Data under study START
//! Telegram implementation of [`MediaTransport`] and [`PreviewTransport`].

use super::preview::PreviewTransport;
use super::resilient::{edit_message_resilient, send_message_resilient};
use crate::media::workflow::StatusId;
use crate::media::MediaTransport;
use anyhow::Result;
use reqwest::Url;
use async_trait::async_trait;
use std::path::Path;
use teloxide::prelude::*;
use teloxide::types::{
    CallbackQuery, ChatId, InlineKeyboardMarkup, InputFile, MessageId, ParseMode, ReplyParameters,
};
use tracing::debug;

/// Transport bound to one chat and the message that triggered the request
#[derive(Clone)]
pub struct TelegramMediaTransport {
    bot: Bot,
    chat_id: ChatId,
    reply_to: MessageId,
    keyboard: Option<InlineKeyboardMarkup>,
    callback: Option<CallbackQuery>,
}

impl TelegramMediaTransport {
    /// Create a transport replying to `reply_to` in `chat_id`.
    #[must_use]
    pub fn new(bot: Bot, chat_id: ChatId, reply_to: MessageId) -> Self {
        Self {
            bot,
            chat_id,
            reply_to,
            keyboard: None,
            callback: None,
        }
    }

    /// Attach a keyboard to every uploaded file.
    #[must_use]
    pub fn with_keyboard(mut self, keyboard: Option<InlineKeyboardMarkup>) -> Self {
        self.keyboard = keyboard;
        self
    }

    /// Answer this callback query when the request starts.
    #[must_use]
    pub fn with_callback(mut self, query: CallbackQuery) -> Self {
        self.callback = Some(query);
        self
    }

    fn reply_parameters(&self) -> ReplyParameters {
        ReplyParameters::new(self.reply_to).allow_sending_without_reply()
    }
}

#[async_trait]
impl MediaTransport for TelegramMediaTransport {
    async fn post_status(&self, text: &str) -> Result<StatusId> {
        let msg = send_message_resilient(&self.bot, self.chat_id, Some(self.reply_to), text).await?;
        Ok(StatusId(msg.id.0))
    }

    async fn edit_status(&self, id: StatusId, text: &str) -> Result<()> {
        edit_message_resilient(&self.bot, self.chat_id, MessageId(id.0), text).await
    }

    async fn delete_status(&self, id: StatusId) -> Result<()> {
        self.bot.delete_message(self.chat_id, MessageId(id.0)).await?;
        Ok(())
    }

    async fn send_audio(&self, file: &Path, caption: &str) -> Result<()> {
        let mut req = self
            .bot
            .send_audio(self.chat_id, InputFile::file(file))
            .caption(caption)
            .parse_mode(ParseMode::Html)
            .reply_parameters(self.reply_parameters());
        if let Some(keyboard) = self.keyboard.clone() {
            req = req.reply_markup(keyboard);
        }
        req.await?;
        debug!(file = %file.display(), "Audio uploaded");
        Ok(())
    }

    async fn send_video(&self, file: &Path, caption: &str) -> Result<()> {
        let mut req = self
            .bot
            .send_video(self.chat_id, InputFile::file(file))
            .caption(caption)
            .parse_mode(ParseMode::Html)
            .supports_streaming(true)
            .reply_parameters(self.reply_parameters());
        if let Some(keyboard) = self.keyboard.clone() {
            req = req.reply_markup(keyboard);
        }
        req.await?;
        debug!(file = %file.display(), "Video uploaded");
        Ok(())
    }

    async fn send_document(&self, file: &Path, caption: &str) -> Result<()> {
        let mut req = self
            .bot
            .send_document(self.chat_id, InputFile::file(file))
            .caption(caption)
            .parse_mode(ParseMode::Html)
            .reply_parameters(self.reply_parameters());
        if let Some(keyboard) = self.keyboard.clone() {
            req = req.reply_markup(keyboard);
        }
        req.await?;
        debug!(file = %file.display(), "Document uploaded");
        Ok(())
    }

    async fn acknowledge(&self) -> Result<()> {
        if let Some(query) = &self.callback {
            self.bot.answer_callback_query(query.id.clone()).await?;
        }
        Ok(())
    }
}

#[async_trait]
impl PreviewTransport for TelegramMediaTransport {
    async fn post_status(&self, text: &str) -> Result<StatusId> {
        let msg = send_message_resilient(&self.bot, self.chat_id, Some(self.reply_to), text).await?;
        Ok(StatusId(msg.id.0))
    }

    async fn edit_status(&self, id: StatusId, text: &str) -> Result<()> {
        edit_message_resilient(&self.bot, self.chat_id, MessageId(id.0), text).await
    }

    async fn delete_status(&self, id: StatusId) -> Result<()> {
        self.bot.delete_message(self.chat_id, MessageId(id.0)).await?;
        Ok(())
    }

    async fn send_photo(
        &self,
        url: Url,
        caption: &str,
        keyboard: InlineKeyboardMarkup,
    ) -> Result<()> {
        self.bot
            .send_photo(self.chat_id, InputFile::url(url))
            .caption(caption)
            .parse_mode(ParseMode::Html)
            .reply_parameters(self.reply_parameters())
            .reply_markup(keyboard)
            .await?;
        Ok(())
    }

    async fn send_text(&self, caption: &str, keyboard: InlineKeyboardMarkup) -> Result<()> {
        self.bot
            .send_message(self.chat_id, caption)
            .parse_mode(ParseMode::Html)
            .reply_parameters(self.reply_parameters())
            .reply_markup(keyboard)
            .await?;
        Ok(())
    }
}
Data under study END
- **Task description**
Across the listing, how many lines hold "request"? The answer must be the number only.

- **Answer**
2